I obviously have that logstash alias that points to 27 different indices, all of which are named logstash-*.
The logstash_writer role is configured as such (this is the output of just querying the API for the role):
{
"logstash_writer": {
"cluster": [
"manage_index_templates",
"monitor"
],
"indices": [
{
"names": [
"logstash-*",
"logstash*"
],
"privileges": [
"create",
"create_index",
"write",
"manage",
"manage_ilm"
],
"allow_restricted_indices": false
}
],
"applications": [],
"run_as": [],
"metadata": {},
"transient_metadata": {
"enabled": true
}
}
}
And I’d think that those two listed names would cover both the alias and the actual index names.

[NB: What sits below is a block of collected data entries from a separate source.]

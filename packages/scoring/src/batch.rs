//! Batch score computer.
//!
//! One invocation scores the latest drift simulation for every configured
//! beach and day offset, and stores the result as a single batch keyed by a
//! fresh `computed_at` timestamp. Missing inputs are not errors: no
//! simulation, or no snapshot for any configured offset, inserts nothing
//! and returns zero.

use chrono::{DateTime, Duration, NaiveDateTime, Utc};
use sargassum_scoring_models::{BeachRiskScore, DriftSnapshot, ScoringConfig};

use crate::classify::classify;
use crate::positions::parse_positions;
use crate::repository::ScoreRepository;
use crate::scorer::score_beach;

/// Format of `computed_at` batch keys (UTC, ISO-8601 with a trailing `Z`).
pub const COMPUTED_AT_FORMAT: &str = "%Y-%m-%dT%H:%M:%SZ";

/// Scores drift simulations into beach risk batches.
pub struct ScoreComputer<R> {
    repository: R,
    config: ScoringConfig,
}

impl<R: ScoreRepository> ScoreComputer<R> {
    /// Creates a computer over `repository` for the beaches and horizons in
    /// `config`.
    #[must_use]
    pub const fn new(repository: R, config: ScoringConfig) -> Self {
        Self { repository, config }
    }

    /// The configuration this computer scores with.
    #[must_use]
    pub const fn config(&self) -> &ScoringConfig {
        &self.config
    }

    /// The underlying repository.
    #[must_use]
    pub const fn repository(&self) -> &R {
        &self.repository
    }

    /// Scores the latest simulation and stores the batch.
    ///
    /// Returns the number of rows inserted; zero means there was nothing to
    /// score.
    ///
    /// # Errors
    ///
    /// Returns the repository's error if reading snapshots or writing the
    /// batch fails. A failed write leaves no partial batch behind.
    pub async fn compute_scores(&self) -> Result<usize, R::Error> {
        self.compute_scores_at(Utc::now()).await
    }

    /// Same as [`Self::compute_scores`] with an explicit clock reading.
    ///
    /// # Errors
    ///
    /// See [`Self::compute_scores`].
    pub async fn compute_scores_at(&self, now: DateTime<Utc>) -> Result<usize, R::Error> {
        let Some(simulated_at) = self.repository.latest_simulation().await? else {
            log::info!("No drift simulation stored yet, nothing to score");
            return Ok(0);
        };

        let snapshots = self
            .repository
            .snapshots_for(&simulated_at, &self.config.day_offsets)
            .await?;

        if snapshots.is_empty() {
            log::info!(
                "Simulation {simulated_at} has no snapshot for day offsets {:?}",
                self.config.day_offsets
            );
            return Ok(0);
        }

        let latest = self.repository.latest_computed_at().await?;
        let computed_at = next_computed_at(now, latest.as_deref());

        let rows: Vec<BeachRiskScore> = snapshots
            .iter()
            .flat_map(|snapshot| score_snapshot(snapshot, &self.config, &computed_at))
            .collect();

        log::debug!(
            "Scored {} beaches x {} snapshots from simulation {simulated_at}",
            self.config.beaches.len(),
            snapshots.len()
        );

        let inserted = self.repository.insert_batch(&rows).await?;
        log::info!("Inserted {inserted} beach risk scores (computed_at {computed_at})");

        Ok(inserted)
    }
}

/// Scores every configured beach against one snapshot.
///
/// Pure: the rows carry the given `computed_at` and the snapshot's
/// provenance, at storage precision.
#[must_use]
pub fn score_snapshot(
    snapshot: &DriftSnapshot,
    config: &ScoringConfig,
    computed_at: &str,
) -> Vec<BeachRiskScore> {
    let positions = parse_positions(snapshot.positions_json.as_deref());
    let n_active = snapshot.n_active().max(0);
    let n_sample = u32::try_from(positions.len()).unwrap_or(u32::MAX);
    let ratio = extrapolation_ratio(n_active, n_sample);

    log::debug!(
        "Day +{}: {} particles, {n_active} active, sample of {n_sample} (x{ratio:.2})",
        snapshot.day_offset,
        snapshot.n_particles
    );

    config
        .beaches
        .iter()
        .map(|beach| {
            let score = score_beach(&positions, beach, ratio, config.regional_sigma_km)
                .rounded(beach.radius_km);

            BeachRiskScore {
                computed_at: computed_at.to_string(),
                simulated_at: snapshot.simulated_at.clone(),
                beach_name: beach.name.clone(),
                beach_lat: beach.lat,
                beach_lon: beach.lon,
                radius_km: beach.radius_km,
                day_offset: snapshot.day_offset,
                sample_count: score.sample_count,
                n_sample,
                n_active,
                n_particles: snapshot.n_particles,
                est_count: score.est_count,
                local_score: score.local_score,
                regional_score: score.regional_score,
                closest_km: score.closest_km,
                density_km2: score.density_km2,
                risk_level: classify(score.regional_score, &config.thresholds),
            }
        })
        .collect()
}

/// `n_active / n_sample`, or zero for an empty sample.
#[must_use]
#[allow(clippy::cast_precision_loss)]
pub fn extrapolation_ratio(n_active: i64, n_sample: u32) -> f64 {
    if n_sample == 0 {
        0.0
    } else {
        n_active as f64 / f64::from(n_sample)
    }
}

/// Formats a timestamp as a `computed_at` batch key.
#[must_use]
pub fn format_computed_at(at: DateTime<Utc>) -> String {
    at.format(COMPUTED_AT_FORMAT).to_string()
}

/// Picks the key for a new batch: `now`, unless a stored batch already has
/// that key or a later one, in which case one second past the latest.
fn next_computed_at(now: DateTime<Utc>, latest: Option<&str>) -> String {
    let latest = latest.and_then(|s| match NaiveDateTime::parse_from_str(s, COMPUTED_AT_FORMAT) {
        Ok(dt) => Some(dt.and_utc()),
        Err(e) => {
            log::warn!("Ignoring unparseable computed_at '{s}': {e}");
            None
        }
    });

    match latest {
        Some(latest) if latest.timestamp() >= now.timestamp() => {
            format_computed_at(latest + Duration::seconds(1))
        }
        _ => format_computed_at(now),
    }
}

Note that I previously had this role defined with just the logstash* name, which I’d also think would cover both the alias and the actual index names, but added the name with the dash in it just to see if it helped… and the error still shows up in the logs.
And then note that I also tried to define the role with just the index name pattern with the dash (logstash-*), but then logstash won’t write to Elasticsearch, since the output plugin is configured with the name of the alias, not the currently write index that the alias points to.
So… I’m sure I’m missing something here, but can’t figure out what! Help?